- _Saved entries_
//! Per-visit event logs

use serde::{Deserialize, Serialize};
use serde_json::Value;
use std::time::{SystemTime, UNIX_EPOCH};
use tokio::time::Instant;

/// Wall-clock milliseconds that never run backwards.
///
/// Anchored to the system clock once, then advanced by monotonic time.
#[derive(Debug, Clone, Copy)]
pub struct Clock {
    anchor_ms: u64,
    anchor: Instant,
}

impl Clock {
    pub fn new() -> Self {
        let anchor_ms = SystemTime::now()
            .duration_since(UNIX_EPOCH)
            .map_or(0, |d| u64::try_from(d.as_millis()).unwrap_or(u64::MAX));

        Self {
            anchor_ms,
            anchor: Instant::now(),
        }
    }

    pub fn now_ms(&self) -> u64 {
        let elapsed = u64::try_from(self.anchor.elapsed().as_millis()).unwrap_or(u64::MAX);
        self.anchor_ms.saturating_add(elapsed)
    }
}

impl Default for Clock {
    fn default() -> Self {
        Self::new()
    }
}

#[derive(Debug, Clone, PartialEq, Serialize, Deserialize)]
pub struct LogEntry {
    /// Milliseconds since the Unix epoch
    pub timestamp: u64,
    /// Milliseconds since the visit's first entry; `None` for that entry
    pub delta: Option<u64>,
    pub event: String,
    pub args: Vec<Value>,
}

/// Everything recorded during one visit, in arrival order
#[derive(Debug, Clone, Default, PartialEq, Serialize, Deserialize)]
pub struct VisitLog {
    pub entries: Vec<LogEntry>,
}

impl VisitLog {
    pub fn len(&self) -> usize {
        self.entries.len()
    }

    pub fn is_empty(&self) -> bool {
        self.entries.is_empty()
    }

    pub fn events(&self) -> impl Iterator<Item = &str> {
        self.entries.iter().map(|e| e.event.as_str())
    }
}

/// Append-only log for the current visit plus the sealed earlier ones
#[derive(Debug, Default)]
pub struct EventLog {
    current: Vec<LogEntry>,
    sealed: Vec<VisitLog>,
}

impl EventLog {
    pub fn new() -> Self {
        Self::default()
    }

    pub fn record(&mut self, timestamp: u64, event: impl Into<String>, args: Vec<Value>) {
        let delta = self
            .current
            .first()
            .map(|first| timestamp.saturating_sub(first.timestamp));

        self.current.push(LogEntry {
            timestamp,
            delta,
            event: event.into(),
            args,
        });
    }

    /// Seal the current visit and start an empty one
    pub fn rotate(&mut self) {
        let entries = std::mem::take(&mut self.current);
        self.sealed.push(VisitLog { entries });
    }

    pub fn current_len(&self) -> usize {
        self.current.len()
    }

    pub fn sealed_len(&self) -> usize {
        self.sealed.len()
    }

    /// Sealed visits; an unrotated current visit is dropped
    pub fn into_visits(self) -> Vec<VisitLog> {
        self.sealed
    }
}
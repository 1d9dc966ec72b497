//! Browser capability surface
//!
//! The crawler only ever talks to these two traits. `cdp_browser` backs them
//! with Chrome over CDP; tests back them with scripted in-memory pages.

use async_trait::async_trait;
use serde::{Deserialize, Serialize};
use serde_json::{Map, Number, Value};
use std::collections::BTreeMap;
use std::sync::Arc;
use std::time::Duration;
use tokio::sync::broadcast;

use crate::error::Result;
use crate::events::PageEvent;

/// Opaque page identity, stable for the page's lifetime
pub type PageId = String;

/// Lifecycle event that ends a navigation wait
#[derive(Debug, Clone, Copy, Default, PartialEq, Eq, Serialize, Deserialize)]
pub enum WaitUntil {
    #[default]
    DomContentLoaded,
    Load,
}

impl WaitUntil {
    pub fn matches(&self, event: &PageEvent) -> bool {
        matches!(
            (self, event),
            (WaitUntil::DomContentLoaded, PageEvent::DomContentLoaded)
                | (WaitUntil::Load, PageEvent::Load)
        )
    }
}

/// Options for [`Page::goto`]
#[derive(Debug, Clone, Default)]
pub struct NavigateOptions {
    /// `None` falls back to the page's default timeout
    pub timeout: Option<Duration>,
    pub wait_until: WaitUntil,
    pub referrer: Option<String>,
}

impl NavigateOptions {
    pub fn new(wait_until: WaitUntil) -> Self {
        Self {
            wait_until,
            ..Self::default()
        }
    }

    pub fn timeout(mut self, timeout: Duration) -> Self {
        self.timeout = Some(timeout);
        self
    }

    pub fn referrer(mut self, referrer: impl Into<String>) -> Self {
        self.referrer = Some(referrer.into());
        self
    }
}

/// Browser-reported runtime metrics, keyed by metric name
#[derive(Debug, Clone, Default, PartialEq, Serialize, Deserialize)]
pub struct PageMetrics(pub BTreeMap<String, f64>);

impl PageMetrics {
    /// Metrics reported to callers; the browser may send more.
    pub const SUPPORTED: [&'static str; 13] = [
        "Timestamp",
        "Documents",
        "Frames",
        "JSEventListeners",
        "Nodes",
        "LayoutCount",
        "RecalcStyleCount",
        "LayoutDuration",
        "RecalcStyleDuration",
        "ScriptDuration",
        "TaskDuration",
        "JSHeapUsedSize",
        "JSHeapTotalSize",
    ];

    /// Keep only the supported metrics
    pub fn from_pairs(pairs: impl IntoIterator<Item = (String, f64)>) -> Self {
        Self(
            pairs
                .into_iter()
                .filter(|(name, _)| Self::SUPPORTED.contains(&name.as_str()))
                .collect(),
        )
    }

    pub fn get(&self, name: &str) -> Option<f64> {
        self.0.get(name).copied()
    }

    /// JSON object form; non-finite values become `null`
    pub fn to_value(&self) -> Value {
        let map: Map<String, Value> = self
            .0
            .iter()
            .map(|(name, value)| {
                let value = Number::from_f64(*value).map_or(Value::Null, Value::Number);
                (name.clone(), value)
            })
            .collect();
        Value::Object(map)
    }
}

/// One open page (tab)
#[async_trait]
pub trait Page: Send + Sync + 'static {
    fn id(&self) -> PageId;

    /// Current URL of the main frame
    async fn url(&self) -> Result<String>;

    /// Navigate and wait for `options.wait_until`.
    ///
    /// Fails with `BrowserError::Timeout` if the wait condition is not met in time.
    async fn goto(&self, url: &str, options: NavigateOptions) -> Result<()>;

    /// Timeout used by `goto` when the options carry none
    fn set_default_timeout(&self, timeout: Duration);

    async fn set_cache_enabled(&self, enabled: bool) -> Result<()>;

    /// Evaluate an expression in the page and return its JSON value
    async fn evaluate(&self, expression: &str) -> Result<Value>;

    async fn metrics(&self) -> Result<PageMetrics>;

    /// Events published from now on
    fn subscribe(&self) -> broadcast::Receiver<PageEvent>;

    async fn close(&self) -> Result<()>;
}

/// A running browser session
#[async_trait]
pub trait Browser: Send + Sync + 'static {
    type Page: Page;

    async fn new_page(&self) -> Result<Arc<Self::Page>>;

    /// Every page currently open
    async fn pages(&self) -> Result<Vec<Arc<Self::Page>>>;
}
//! Link harvesting across every open page

use browser::{Browser, BrowserError, Page};
use serde_json::Value;
use std::sync::Arc;
use url::Url;

use crate::error::{CrawlError, Result};
use crate::scope::DomainScope;

/// Resolved `href` of every anchor that has one. The DOM resolves relative
/// references against the document base for us.
pub const ANCHOR_HREFS: &str =
    "Array.from(document.querySelectorAll('a[href]'), (a) => a.href)";

/// A same-site link and the page it was found on
pub struct CandidateLink<P> {
    pub url: String,
    pub origin: Arc<P>,
}

impl<P> Clone for CandidateLink<P> {
    fn clone(&self) -> Self {
        Self {
            url: self.url.clone(),
            origin: self.origin.clone(),
        }
    }
}

impl<P> std::fmt::Debug for CandidateLink<P> {
    fn fmt(&self, f: &mut std::fmt::Formatter<'_>) -> std::fmt::Result {
        f.debug_struct("CandidateLink").field("url", &self.url).finish()
    }
}

/// Scans live pages for in-scope links. Stateless: every call rescans.
pub struct LinkHarvester<'a, B> {
    browser: &'a B,
    scope: DomainScope,
}

impl<'a, B: Browser> LinkHarvester<'a, B> {
    pub fn new(browser: &'a B, scope: DomainScope) -> Self {
        Self { browser, scope }
    }

    /// Collect candidates from every open page.
    ///
    /// Only listing the pages can fail; a page that cannot be read is
    /// logged and skipped.
    pub async fn harvest(&self) -> Result<Vec<CandidateLink<B::Page>>> {
        let pages = self.browser.pages().await?;
        let mut candidates = Vec::new();

        for page in pages {
            match self.scan_page(&page).await {
                Ok(links) => {
                    tracing::debug!("Page {} offered {} links", page.id(), links.len());
                    candidates.extend(links);
                }
                Err(e) => tracing::warn!("Skipping page {}: {}", page.id(), e),
            }
        }

        Ok(candidates)
    }

    async fn scan_page(&self, page: &Arc<B::Page>) -> Result<Vec<CandidateLink<B::Page>>> {
        let page_url = page.url().await.map_err(CrawlError::PageRead)?;
        let page_url = Url::parse(&page_url).map_err(|e| CrawlError::Scope {
            url: page_url.clone(),
            reason: e.to_string(),
        })?;

        let hrefs = match page.evaluate(ANCHOR_HREFS).await.map_err(CrawlError::PageRead)? {
            Value::Array(hrefs) => hrefs,
            other => {
                return Err(CrawlError::PageRead(BrowserError::Script(format!(
                    "expected a list of hrefs, got {}",
                    other
                ))))
            }
        };

        let mut links = Vec::new();
        for href in &hrefs {
            match self.resolve(&page_url, href) {
                Ok(Some(url)) => links.push(CandidateLink {
                    url: url.to_string(),
                    origin: page.clone(),
                }),
                Ok(None) => tracing::trace!("Out of scope: {}", href),
                Err(e) => tracing::debug!("{}", e),
            }
        }

        Ok(links)
    }

    /// Normalize one href against its page; `None` when out of scope
    fn resolve(&self, page_url: &Url, href: &Value) -> Result<Option<Url>> {
        let raw = href.as_str().ok_or_else(|| CrawlError::Scope {
            url: href.to_string(),
            reason: "href is not a string".to_string(),
        })?;

        let url = page_url.join(raw).map_err(|e| CrawlError::Scope {
            url: raw.to_string(),
            reason: e.to_string(),
        })?;

        Ok(self.scope.is_in_scope(page_url, &url).then_some(url))
    }
}
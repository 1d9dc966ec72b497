//! Browser-driven site crawling
//!
//! Two crawls share one browser and one budget:
//!
//! - **Performance**: visit the same URL N times with a fresh page each
//!   time, logging timing, errors and frame navigations per visit.
//! - **Pathfinder**: a random walk of N hops across links that stay on the
//!   seed's registrable domain, never revisiting a URL.
//!
//! ```text
//! DomainScope ─> LinkHarvester ─> PathfinderCrawler ─┐
//!                                 PerformanceCrawler ─┴─> race_deadline ─> ReportSink
//! ```

pub mod config;
pub mod crawl;
pub mod deadline;
pub mod error;
pub mod event_log;
pub mod harvest;
pub mod pathfinder;
pub mod performance;
pub mod scope;
pub mod sink;

pub use config::CrawlConfig;
pub use crawl::{run, CrawlMode};
pub use deadline::{race_deadline, DeadlineOutcome};
pub use error::{CrawlError, Result};
pub use event_log::{LogEntry, VisitLog};
pub use harvest::{CandidateLink, LinkHarvester};
pub use pathfinder::{CrawlState, PathfinderCrawler};
pub use performance::PerformanceCrawler;
pub use scope::DomainScope;
pub use sink::{ChannelSink, ConsoleSink, CrawlReport, ReportSink};
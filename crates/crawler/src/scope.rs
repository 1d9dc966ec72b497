//! Domain scoping
//!
//! A link is in scope when it is http(s) and shares the page's registrable
//! domain (eTLD+1 per the Public Suffix List).

use url::{Host, Url};

/// Same-site predicate
///
/// The suffix list is compiled into `psl`, so construction is free and the
/// predicate never touches the network.
#[derive(Debug, Clone, Copy, Default)]
pub struct DomainScope;

impl DomainScope {
    pub fn new() -> Self {
        Self
    }

    pub fn is_in_scope(&self, page_url: &Url, link_url: &Url) -> bool {
        if !link_url.scheme().starts_with("http") {
            return false;
        }

        match (registrable_domain(page_url), registrable_domain(link_url)) {
            (Some(page), Some(link)) => page == link,
            _ => false,
        }
    }
}

/// Registrable domain of a URL's host.
///
/// IP addresses and hosts with no registrable part (e.g. `localhost`)
/// stand for themselves.
pub fn registrable_domain(url: &Url) -> Option<String> {
    match url.host()? {
        Host::Domain(domain) => {
            let host = domain.trim_end_matches('.').to_ascii_lowercase();
            match psl::domain(host.as_bytes()) {
                Some(registrable) => {
                    Some(String::from_utf8_lossy(registrable.as_bytes()).into_owned())
                }
                None => Some(host),
            }
        }
        Host::Ipv4(ip) => Some(ip.to_string()),
        Host::Ipv6(ip) => Some(ip.to_string()),
    }
}
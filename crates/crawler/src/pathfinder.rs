//! Pathfinder - a random same-site walk
//!
//! ```text
//! SEEDING ──> WALKING ──(count hops)──> DONE
//!                │
//!                └──(no unseen link left)──> EXHAUSTED
//! ```

use browser::{Browser, NavigateOptions, Page};
use rand::rngs::StdRng;
use rand::{Rng, SeedableRng};
use std::collections::HashSet;
use std::sync::Arc;

use crate::config::CrawlConfig;
use crate::error::{CrawlError, Result};
use crate::harvest::{CandidateLink, LinkHarvester};
use crate::scope::DomainScope;

/// Visited URLs plus the pool of links not yet picked
pub struct CrawlState<P> {
    visited: HashSet<String>,
    pool: Vec<CandidateLink<P>>,
}

impl<P> CrawlState<P> {
    pub fn new() -> Self {
        Self {
            visited: HashSet::new(),
            pool: Vec::new(),
        }
    }

    pub fn mark_visited(&mut self, url: impl Into<String>) {
        self.visited.insert(url.into());
    }

    pub fn is_visited(&self, url: &str) -> bool {
        self.visited.contains(url)
    }

    pub fn extend_pool(&mut self, links: impl IntoIterator<Item = CandidateLink<P>>) {
        self.pool.extend(links);
    }

    pub fn pool_len(&self) -> usize {
        self.pool.len()
    }

    /// Remove random pool entries until one has not been visited yet.
    ///
    /// Seen entries drawn along the way are gone for good.
    pub fn take_unseen<R: Rng>(&mut self, rng: &mut R) -> Option<CandidateLink<P>> {
        while !self.pool.is_empty() {
            let index = rng.gen_range(0..self.pool.len());
            let candidate = self.pool.swap_remove(index);
            if !self.visited.contains(&candidate.url) {
                return Some(candidate);
            }
            tracing::trace!("Discarding already visited {}", candidate.url);
        }
        None
    }
}

impl<P> Default for CrawlState<P> {
    fn default() -> Self {
        Self::new()
    }
}

pub struct PathfinderCrawler<B: Browser> {
    browser: Arc<B>,
    config: CrawlConfig,
    scope: DomainScope,
    rng: StdRng,
}

impl<B: Browser> PathfinderCrawler<B> {
    pub fn new(browser: Arc<B>, config: CrawlConfig) -> Self {
        let rng = match config.seed {
            Some(seed) => StdRng::seed_from_u64(seed),
            None => StdRng::from_entropy(),
        };

        Self {
            browser,
            config,
            scope: DomainScope::new(),
            rng,
        }
    }

    /// Walk `config.count` hops away from `seed_url`.
    ///
    /// Returns the landing URL of the seed followed by one URL per hop.
    pub async fn crawl(mut self, seed_url: &str) -> Result<Vec<String>> {
        let mut state = CrawlState::new();

        let page = self.browser.new_page().await?;
        page.goto(seed_url, self.navigate_options()).await?;
        let landing = page.url().await?;
        tracing::info!("Seeded walk at {} (landed on {})", seed_url, landing);

        state.mark_visited(seed_url);
        state.mark_visited(landing.clone());
        let mut path = vec![landing.clone()];
        let mut last_url = landing;

        for hop in 0..self.config.count {
            let harvested = LinkHarvester::new(&*self.browser, self.scope)
                .harvest()
                .await?;
            state.extend_pool(harvested);

            let candidate = state
                .take_unseen(&mut self.rng)
                .ok_or(CrawlError::PoolExhausted {
                    hops_completed: hop,
                })?;

            self.close_all_except(&candidate.origin).await?;

            let options = self.navigate_options().referrer(last_url.clone());
            candidate.origin.goto(&candidate.url, options).await?;
            tracing::info!(
                "Hop {}/{}: {} ({} links pooled)",
                hop + 1,
                self.config.count,
                candidate.url,
                state.pool_len()
            );

            state.mark_visited(candidate.url.clone());
            path.push(candidate.url.clone());
            last_url = candidate.url;
        }

        Ok(path)
    }

    fn navigate_options(&self) -> NavigateOptions {
        NavigateOptions::new(self.config.navigation_complete).timeout(self.config.nav_timeout)
    }

    /// Leave exactly one page open: the one we are about to navigate
    async fn close_all_except(&self, keep: &Arc<B::Page>) -> Result<()> {
        let keep_id = keep.id();
        for page in self.browser.pages().await? {
            if page.id() != keep_id {
                if let Err(e) = page.close().await {
                    tracing::warn!("Failed to close page {}: {}", page.id(), e);
                }
            }
        }
        Ok(())
    }
}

- _TRY IT_
Using the entries shown above, reproduce verbatim the lines from the line bearing "candidates.extend(links);" to the line bearing "for href in", inclusive.

- _RESPONSE AREA_
                    candidates.extend(links);
                }
                Err(e) => tracing::warn!("Skipping page {}: {}", page.id(), e),
            }
        }

        Ok(candidates)
    }

    async fn scan_page(&self, page: &Arc<B::Page>) -> Result<Vec<CandidateLink<B::Page>>> {
        let page_url = page.url().await.map_err(CrawlError::PageRead)?;
        let page_url = Url::parse(&page_url).map_err(|e| CrawlError::Scope {
            url: page_url.clone(),
            reason: e.to_string(),
        })?;

        let hrefs = match page.evaluate(ANCHOR_HREFS).await.map_err(CrawlError::PageRead)? {
            Value::Array(hrefs) => hrefs,
            other => {
                return Err(CrawlError::PageRead(BrowserError::Script(format!(
                    "expected a list of hrefs, got {}",
                    other
                ))))
            }
        };

        let mut links = Vec::new();
        for href in &hrefs {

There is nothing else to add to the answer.